Kapazitäten für Studium und Lehre

Wie bewerten die Hochschulleiter die bisherigen Erfolge des Hochschulpaktes? Wie steht es um die personellen Kapazitäten für Studium und Lehre?

In den vergangenen zehn Jahren stieg die Zahl der Studierenden an deutschen Hochschulen um mehr als 40 Prozent auf rund 2,8 Millionen. Um den Zuwachs zu bewältigen, mussten Hochschulen in neue Infrastruktur investieren und Lehrkapazitäten aufbauen. Vor diesem Hintergrund haben Bund und Länder den Hochschulpakt beschlossen, der die Finanzierung zusätzlicher Studienplätze sichern soll. 2016 wurde die dritte Phase des Paktes gestartet. Die Befragung zeigt, wie unterschiedlich die Hochschulleitungen die bisherigen Phasen bewerten.

Zu einer Verbesserung der Studienqualität sollen auch weitere Förderprogramme von Bund und Ländern beitragen. Drei von vier Hochschulen erwerben so zusätzliche Mittel für die Lehre. Ein großer Teil der Lehre wird dabei von Personal übernommen, das in Nebentätigkeit oder befristet an den Hochschulen tätig ist. Die damit verbundenen Folgen für die Wissenschaft sowie insbesondere für das wissenschaftliche Personal selbst werden öffentlich und politisch teilweise auch kritisch diskutiert. Die Hochschulen selbst wünschen sich weiterhin gewisse personelle Freiräume, um Expertise von außerhalb einbinden und flexibel an neuen Entwicklungen forschen zu können.

 

Hochschulpakt: bisher nur jeder Zweite überzeugt

Seit dem Jahr 2007 ist die Zahl der Studienanfänger deutlich angestiegen. Für den ersten Anstieg sorgten auch der Wegfall der Wehrpflicht und doppelte Abiturjahrgänge. Eine gestiegene Studienneigung führte schließlich dazu, dass weiterhin mehr Studierende an die Hochschulen kamen und die Studienanfängerzahlen sich seit 2011 konstant auf hohem Niveau bewegen. Der Hochschulpakt ist die Antwort von Bund und Ländern auf diese Entwicklung.

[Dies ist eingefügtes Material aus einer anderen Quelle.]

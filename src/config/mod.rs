/// Database configuration and connection management
pub mod database;

/// Service settings and allocation seeds loaded from config.toml
pub mod settings;

/// Listener settings read from environment variables
pub mod server;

Insgesamt werden in drei Phasen bis 2023 über 38 Milliarden Euro bereitgestellt, um zusätzliche Ausbildungskapazitäten zu schaffen und ein qualitativ hochwertiges Studium zu ermöglichen. Nach zehn Jahren Laufzeit ist das Zwischenfazit durchwachsen. Nur die Hälfte der befragten Hochschulleiter ist überzeugt, dass der Hochschulpakt seine Ziele bisher erfüllt hat.

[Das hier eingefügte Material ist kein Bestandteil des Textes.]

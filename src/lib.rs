//! `copay-ledger` - Co-pay points accounting for vendor-funded agent allocations
//!
//! Vendors grant agents a budget of points for a period. Agents spend points through
//! atomic deductions that are recorded in an append-only ledger, and each spend can be
//! settled as a real-money charge. The crate exposes the ledger as a JSON API with
//! accounting summaries, reconciliation and an expiry sweep.

// Deny the most critical lints that could lead to bugs or security issues
#![deny(
    // Security and correctness
    unsafe_code,
    unsafe_op_in_unsafe_fn,

    // Code quality - things that are almost always bugs
    unreachable_code,
    unreachable_patterns,
    unused_must_use,

    // Documentation - broken links are bugs
    rustdoc::broken_intra_doc_links,
    rustdoc::private_intra_doc_links,
)]
// Warn on things that should be fixed but aren't necessarily bugs
#![warn(
    // Documentation - missing docs should be added gradually
    missing_docs,

    // Clippy categories for overall code quality
    clippy::all,
    clippy::pedantic,
    clippy::nursery,

    // Performance
    clippy::inefficient_to_string,
    clippy::large_types_passed_by_value,
    clippy::needless_pass_by_value,
    clippy::unnecessary_wraps,

    // Correctness
    clippy::clone_on_ref_ptr,
    clippy::dbg_macro,
    clippy::exit,
    clippy::expect_used,
    clippy::float_cmp,
    clippy::panic,
    clippy::todo,
    clippy::unimplemented,
    clippy::unwrap_used,

    // Complexity and readability
    clippy::cognitive_complexity,
    clippy::large_enum_variant,
    clippy::match_same_arms,
    clippy::too_many_lines,

    // Style consistency
    clippy::enum_glob_use,
    clippy::inconsistent_struct_constructor,
    clippy::missing_errors_doc,
    clippy::missing_panics_doc,
    clippy::must_use_candidate,
    clippy::redundant_closure_for_method_calls,
    clippy::semicolon_if_nothing_returned,
    clippy::wildcard_imports,

    // Future compatibility
    future_incompatible,
    rust_2018_idioms,
)]
// Allow some pedantic lints that are too noisy or not applicable
#![allow(
    clippy::module_name_repetitions,  // Common pattern in Rust
    clippy::missing_errors_doc,        // Will add gradually
    clippy::missing_panics_doc,        // Will add gradually
)]

// Note: `missing_docs` is set to `warn` instead of `deny` because derive macros
// (e.g. `DeriveEntityModel`) generate items without docs

/// HTTP interface - router, handlers, and error responses
pub mod api;
/// Configuration management for database and application settings
pub mod config;
/// Core business logic - framework-agnostic allocation, transaction, charge, and reporting operations
pub mod core;
/// SeaORM entity definitions for database tables
pub mod entities;
/// Unified error types and result handling
pub mod errors;

#[cfg(test)]
pub mod test_utils;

Hochschulpakt: Lob von staatlichen, Kritik von privaten Hochschulen

Die Bewertung des Hochschulpaktes unterscheidet sich deutlich nach Hochschultyp. Leiter staatlicher Hochschulen schätzen das Programm überwiegend positiv ein. Knapp zwei Drittel der Fachhochschulen und sogar mehr als drei Viertel der Universitäten in öffentlicher Trägerschaft sehen den Pakt als Erfolg an. Große Skepsis zeigen jedoch private Hochschulen: Weniger als jeder fünfte Hochschulleiter bewertet den Hochschulpakt positiv. Zurückzuführen ist das auch darauf, dass der Zuwachs an Studienplätzen an privaten Hochschulen in die Berechnung der Bundesmittel zwar einbezogen, die Mittel aber von den Ländern in der Regel nicht weitergegeben werden. Dabei wachsen private Hochschulen deutlich schneller. Zwischen 2005 und 2015 hat sich die Zahl der Studienanfänger dort auf 42.000 verdreifacht.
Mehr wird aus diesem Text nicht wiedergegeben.